Material for the task Block Start
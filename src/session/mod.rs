//! Per-operator workflow context.
//!
//! Each session owns the participant table and the artefacts produced from it. Sessions
//! are created explicitly, cleared on reset and expire after a period of inactivity.

pub mod handlers;

use moka::future::Cache;
use parking_lot::RwLock;
use std::path::PathBuf;
use std::sync::Arc;
use std::time::Duration;
use uuid::Uuid;

use crate::participant::ParticipantRecord;

/// A generated or uploaded document kept in memory.
#[derive(Debug, Clone)]
pub struct StoredDocument {
    pub filename: String,
    pub bytes: Vec<u8>,
}

#[derive(Debug, Default)]
pub struct EventSession {
    pub participants: Vec<ParticipantRecord>,
    pub source: Option<String>,
    pub participant_list: Option<PathBuf>,
    pub report: Option<StoredDocument>,
    pub submission_zip: Option<PathBuf>,
    pub submission_event: Option<String>,
}

impl EventSession {
    /// Replaces the whole participant table.
    pub fn replace_participants(&mut self, participants: Vec<ParticipantRecord>, source: impl Into<String>) {
        self.participants = participants;
        self.source = Some(source.into());
    }

    /// Forgets the artefacts of a completed submission.
    pub fn clear_submission(&mut self) {
        self.submission_zip = None;
        self.submission_event = None;
        self.report = None;
    }
}

pub type SharedSession = Arc<RwLock<EventSession>>;

#[derive(Clone)]
pub struct SessionStore {
    sessions: Cache<Uuid, SharedSession>,
}

impl SessionStore {
    pub fn new(idle_timeout: Duration) -> Self {
        Self {
            sessions: Cache::builder()
                .max_capacity(1_000)
                .time_to_idle(idle_timeout)
                .build(),
        }
    }

    pub async fn create(&self) -> Uuid {
        let id = Uuid::new_v4();
        self.sessions
            .insert(id, Arc::new(RwLock::new(EventSession::default())))
            .await;
        log::info!("Created session {}", id);
        id
    }

    pub async fn get(&self, id: &Uuid) -> Option<SharedSession> {
        self.sessions.get(id).await
    }

    /// Drops the session and everything it holds. Returns false for unknown ids.
    pub async fn reset(&self, id: &Uuid) -> bool {
        let removed = self.sessions.remove(id).await.is_some();
        if removed {
            log::info!("Reset session {}", id);
        }
        removed
    }
}

#[cfg(test)]
mod tests {
    use super::*;

    #[tokio::test]
    async fn test_session_lifecycle() {
        let store = SessionStore::new(Duration::from_secs(60));
        let id = store.create().await;

        let session = store.get(&id).await.expect("session exists");
        session.write().replace_participants(
            vec![ParticipantRecord::new("Max Mustermann", "", "", "ERASMUS", "")],
            "csv",
        );
        assert_eq!(store.get(&id).await.unwrap().read().participants.len(), 1);

        assert!(store.reset(&id).await);
        assert!(store.get(&id).await.is_none());
        assert!(!store.reset(&id).await);
    }

    #[tokio::test]
    async fn test_sessions_are_isolated() {
        let store = SessionStore::new(Duration::from_secs(60));
        let a = store.create().await;
        let b = store.create().await;

        store.get(&a).await.unwrap().write().source = Some("sheet".to_string());
        assert!(store.get(&b).await.unwrap().read().source.is_none());
    }

    #[test]
    fn test_clear_submission_keeps_participants() {
        let mut session = EventSession::default();
        session.replace_participants(vec![ParticipantRecord::default()], "snapshot");
        session.submission_zip = Some(PathBuf::from("output/a.zip"));
        session.report = Some(StoredDocument {
            filename: "Erfahrungsbericht.pdf".to_string(),
            bytes: vec![1],
        });

        session.clear_submission();
        assert!(session.submission_zip.is_none());
        assert!(session.report.is_none());
        assert_eq!(session.participants.len(), 1);
    }
}
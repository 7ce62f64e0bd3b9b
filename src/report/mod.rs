//! Experience report written by a chat model from the organiser's notes.

pub mod chat;
pub mod document;
pub mod handlers;

use serde::{Deserialize, Serialize};
use utoipa::ToSchema;

use crate::pdf::{FontSetup, PdfError};
use crate::session::StoredDocument;
use crate::signature::slugify;
use crate::validation::{validate_required, ValidationErrors, Validator};
pub use chat::{ChatModel, OllamaChat};

#[derive(Debug, thiserror::Error)]
pub enum ReportError {
    #[error("chat model is unreachable: {0}")]
    Unavailable(#[source] reqwest::Error),
    #[error("chat model returned HTTP {status}: {body}")]
    Api { status: u16, body: String },
    #[error("chat model returned no text")]
    EmptyAnswer,
    #[error(transparent)]
    Pdf(#[from] PdfError),
}

#[derive(Debug, Clone, Default, Deserialize, ToSchema)]
pub struct ReportRequest {
    pub event_title: String,
    /// Notes or free text describing how the event went.
    pub notes: String,
}

impl Validator for ReportRequest {
    fn validate(&self) -> Result<(), ValidationErrors> {
        let mut errors = ValidationErrors::new();
        validate_required(&self.event_title, "event_title", "Event title", &mut errors);
        validate_required(&self.notes, "notes", "Report notes", &mut errors);
        errors.into_result()
    }
}

#[derive(Debug, Serialize, ToSchema)]
pub struct ReportResponse {
    pub filename: String,
    pub text: String,
    pub model: String,
}

pub fn build_prompt(event_title: &str, notes: &str) -> String {
    format!(
        "Erstelle einen kurzen, prägnanten und professionellen Erfahrungsbericht von etwa einer halben Seite (ca. 150-250 Wörter) \
basierend auf den folgenden Stichpunkten und Informationen.
Der Bericht ist für interne Zwecke und soll einen guten Überblick über das Event geben.
Stil: Sachlich, positiv (wenn möglich), aber auch ehrliche Nennung von Problemen, falls vorhanden.
Struktur: Kurze Einleitung, Hauptteil (Ablauf, Highlights, ggf. Probleme), kurzes Fazit/Ausblick.
Event-Titel: {event_title}
Stichpunkte/Freitext:
---
{notes}
---
Bitte generiere nur den reinen Text für den Bericht, ohne zusätzliche Anmerkungen wie \"Hier ist der Bericht:\" etc.
Beginne direkt mit dem Berichtstext. Achte auf eine klare Absatzstruktur.",
        event_title = event_title.trim(),
        notes = notes.trim(),
    )
}

/// `Erfahrungsbericht_<title>.pdf`, the title reduced to alphanumerics, `_` and `-`.
pub fn report_file_name(event_title: &str) -> String {
    let title = slugify(event_title);
    if title.is_empty() {
        "Erfahrungsbericht.pdf".to_string()
    } else {
        format!("Erfahrungsbericht_{}.pdf", title)
    }
}

/// Name under which a manually uploaded report goes into the archive.
pub fn uploaded_report_name(original: &str) -> String {
    let safe: String = original
        .chars()
        .filter(|c| c.is_alphanumeric() || matches!(c, ' ' | '.' | '_' | '-'))
        .collect();
    format!("Erfahrungsbericht_{}", safe.trim())
}

pub struct GeneratedReport {
    pub document: StoredDocument,
    pub text: String,
}

/// Asks the model for the report text and renders it.
pub async fn generate_report(
    model: &dyn ChatModel,
    fonts: &FontSetup,
    require_embedded_font: bool,
    request: &ReportRequest,
) -> Result<GeneratedReport, ReportError> {
    if let Some(reason) = fonts.fallback_reason() {
        if require_embedded_font {
            return Err(PdfError::FontRequired(reason.to_string()).into());
        }
    }

    let prompt = build_prompt(&request.event_title, &request.notes);
    log::info!(
        "Generating experience report for '{}' with {}",
        request.event_title.trim(),
        model.model_name()
    );
    let answer = model.complete(&prompt).await?;
    let text = answer.trim().to_string();
    if text.is_empty() {
        return Err(ReportError::EmptyAnswer);
    }

    let pdf = document::render_report(fonts, &request.event_title, &text);
    Ok(GeneratedReport {
        document: StoredDocument {
            filename: report_file_name(&request.event_title),
            bytes: pdf,
        },
        text,
    })
}

#[cfg(test)]
mod tests {
    use super::*;
    use async_trait::async_trait;

    struct FixedAnswer(&'static str);

    #[async_trait]
    impl ChatModel for FixedAnswer {
        async fn complete(&self, _prompt: &str) -> Result<String, ReportError> {
            Ok(self.0.to_string())
        }

        fn model_name(&self) -> &str {
            "fixed"
        }
    }

    fn request() -> ReportRequest {
        ReportRequest {
            event_title: "Canyoning SS25".to_string(),
            notes: "Um 9 Uhr losgefahren, 2 km durch den Canyon.".to_string(),
        }
    }

    #[test]
    fn test_prompt_embeds_title_and_notes() {
        let prompt = build_prompt(" Canyoning ", " Heiß und sonnig ");
        assert!(prompt.contains("Event-Titel: Canyoning\n"));
        assert!(prompt.contains("---\nHeiß und sonnig\n---"));
    }

    #[test]
    fn test_file_names() {
        assert_eq!(report_file_name("Canyoning SS25"), "Erfahrungsbericht_Canyoning_SS25.pdf");
        assert_eq!(
            report_file_name("../Grill \"Abend\" 2/3"),
            "Erfahrungsbericht_Grill_Abend_23.pdf"
        );
        assert_eq!(report_file_name(" ?! "), "Erfahrungsbericht.pdf");
        assert_eq!(uploaded_report_name("mein bericht (final).docx"), "Erfahrungsbericht_mein bericht final.docx");
    }

    #[test]
    fn test_validation() {
        let errors = ReportRequest::default().validate().unwrap_err();
        assert_eq!(errors.fields(), vec!["event_title", "notes"]);
    }

    #[tokio::test]
    async fn test_generate_report() {
        let fonts = FontSetup::fallback();
        let report = generate_report(&FixedAnswer("Einleitung.\n\nFazit."), &fonts, false, &request())
            .await
            .unwrap();
        assert_eq!(report.document.filename, "Erfahrungsbericht_Canyoning_SS25.pdf");
        assert!(report.document.bytes.starts_with(b"%PDF-"));
        assert_eq!(report.text, "Einleitung.\n\nFazit.");
    }

    #[tokio::test]
    async fn test_blank_answer_is_an_error() {
        let fonts = FontSetup::fallback();
        let result = generate_report(&FixedAnswer("  \n "), &fonts, false, &request()).await;
        assert!(matches!(result, Err(ReportError::EmptyAnswer)));
    }

    #[tokio::test]
    async fn test_required_font_is_enforced() {
        let fonts = FontSetup::fallback();
        let result = generate_report(&FixedAnswer("Text"), &fonts, true, &request()).await;
        assert!(matches!(result, Err(ReportError::Pdf(PdfError::FontRequired(_)))));
    }
}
Material for the task Block End
■ **What the task requires**
For the lines above, output exactly those from the line containing "session.clear_submission();" through the line containing "#[derive(Debug, Clone, Default, Deserialize, ToSchema)]", and skip the others.

■ **Result of this task**
        session.clear_submission();
        assert!(session.submission_zip.is_none());
        assert!(session.report.is_none());
        assert_eq!(session.participants.len(), 1);
    }
}
repository 7ce62f64e0bd3b9b
filename src/report/mod.rs
//! Experience report written by a chat model from the organiser's notes.

pub mod chat;
pub mod document;
pub mod handlers;

use serde::{Deserialize, Serialize};
use utoipa::ToSchema;

use crate::pdf::{FontSetup, PdfError};
use crate::session::StoredDocument;
use crate::signature::slugify;
use crate::validation::{validate_required, ValidationErrors, Validator};
pub use chat::{ChatModel, OllamaChat};

#[derive(Debug, thiserror::Error)]
pub enum ReportError {
    #[error("chat model is unreachable: {0}")]
    Unavailable(#[source] reqwest::Error),
    #[error("chat model returned HTTP {status}: {body}")]
    Api { status: u16, body: String },
    #[error("chat model returned no text")]
    EmptyAnswer,
    #[error(transparent)]
    Pdf(#[from] PdfError),
}

#[derive(Debug, Clone, Default, Deserialize, ToSchema)]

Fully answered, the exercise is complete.